As políticas de migração ocupam o centro do palco no rascunho do programa, com a União defendendo uma abordagem de “tolerância zero” à migração ilegal. O plano inclui afastar migrantes nas fronteiras alemãs se eles chegarem de países seguros da UE ou estados-membros de Schengen. Para reforçar essa política, as partes propõem medidas avançadas de segurança de fronteira, como a implantação de drones, câmeras térmicas e equipamentos de visão noturna.

O rascunho do programa também descreve uma mudança de benefícios em dinheiro para assistência em espécie para migrantes, sob o princípio de “cama, pão e sabão”. Essa abordagem visa reduzir os incentivos para migração ilegal, ao mesmo tempo em que garante que as necessidades humanitárias básicas sejam atendidas. Além disso, a União defende a retomada das deportações para países como Síria e Afeganistão, desde que acordos bilaterais possam ser garantidos para garantir retornos seguros.

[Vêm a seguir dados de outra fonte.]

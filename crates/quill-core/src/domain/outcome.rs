use serde::{Deserialize, Serialize};
use uuid::Uuid;

/// Kind of entity a mutation touched.
#[derive(Debug, Clone, Copy, PartialEq, Eq, Serialize, Deserialize)]
#[serde(rename_all = "snake_case")]
pub enum EntityKind {
    Author,
    Post,
}

/// Kind of action a mutation performed. `Cancel` marks an unpublish.
#[derive(Debug, Clone, Copy, PartialEq, Eq, Serialize, Deserialize)]
#[serde(rename_all = "snake_case")]
pub enum ActionKind {
    Update,
    Delete,
    Add,
    Cancel,
}

impl EntityKind {
    pub fn as_str(&self) -> &'static str {
        match self {
            EntityKind::Author => "author",
            EntityKind::Post => "post",
        }
    }
}

impl ActionKind {
    pub fn as_str(&self) -> &'static str {
        match self {
            ActionKind::Update => "update",
            ActionKind::Delete => "delete",
            ActionKind::Add => "add",
            ActionKind::Cancel => "cancel",
        }
    }
}

/// Confirmation value returned by mutations whose callers only need an
/// acknowledgement, not the mutated entity.
#[derive(Debug, Clone, Serialize, Deserialize)]
pub struct Outcome {
    pub entity_id: Uuid,
    pub message: String,
    pub entity: EntityKind,
    pub action: ActionKind,
}

impl Outcome {
    pub fn new(entity_id: Uuid, entity: EntityKind, action: ActionKind) -> Self {
        Self {
            entity_id,
            message: "completed successfully".to_string(),
            entity,
            action,
        }
    }
}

Para refugiados ucranianos, o programa sugere a transição de indivíduos recém-chegados de benefícios de assistência social para o Asylum Seekers Benefits Act. A União enfatiza a integração de mais refugiados ucranianos na força de trabalho para diminuir a pressão sobre os sistemas de assistência social. As partes também pedem a designação de países adicionais como “países de origem seguros” para agilizar os processos de asilo e facilitar as deportações quando os pedidos são negados.

Foco na estabilidade económica e social

Além de cortes de impostos e reformas migratórias, o programa da União prioriza a estabilidade econômica e social. As medidas incluem maiores deduções de despesas de viagem para passageiros e incentivos para pequenas e médias empresas investirem em segurança cibernética. Os partidos também visam agilizar os processos administrativos reduzindo os requisitos de relatórios redundantes e a burocracia, que eles argumentam que sufoca a inovação e o crescimento.

Uma característica central da política fiscal da União é um compromisso com o freio constitucional da dívida da Alemanha. O programa reitera que nenhuma medida comprometerá esse princípio, destacando a importância de equilibrar o alívio econômico com a responsabilidade fiscal.

Controvérsia e questões em aberto

Críticos levantaram preocupações sobre a viabilidade de implementar os planos ambiciosos da União, particularmente à luz da falta de detalhes sobre fontes de financiamento. Especialistas argumentam que tais cortes de impostos extensivos, combinados com o aumento de gastos em segurança de fronteira e reformas previdenciárias, podem sobrecarregar o orçamento da Alemanha, a menos que sejam compensados ​​por reduções substanciais de gastos em outros lugares.

Além disso, as políticas de migração provocaram debates sobre suas implicações humanitárias e potenciais conflitos com regulamentações da UE. Propostas para deportar indivíduos para zonas de conflito como Síria e Afeganistão atraíram críticas de organizações de direitos humanos, que argumentam que tais ações podem colocar vidas em risco.

O rascunho do programa deve ser formalmente aprovado pelas equipes de liderança da CDU e da CSU antes de ser apresentado pelo líder da CDU, Friedrich Merz, e pelo chefe da CSU, Markus Söder. À medida que a Alemanha se encaminha para uma temporada eleitoral crucial, as propostas da União refletem uma estratégia ousada para abordar desafios econômicos, sociais e migratórios urgentes. Ainda não se sabe se esses planos repercutirão nos eleitores, mas eles, sem dúvida, definem o tom para uma eleição altamente contestada.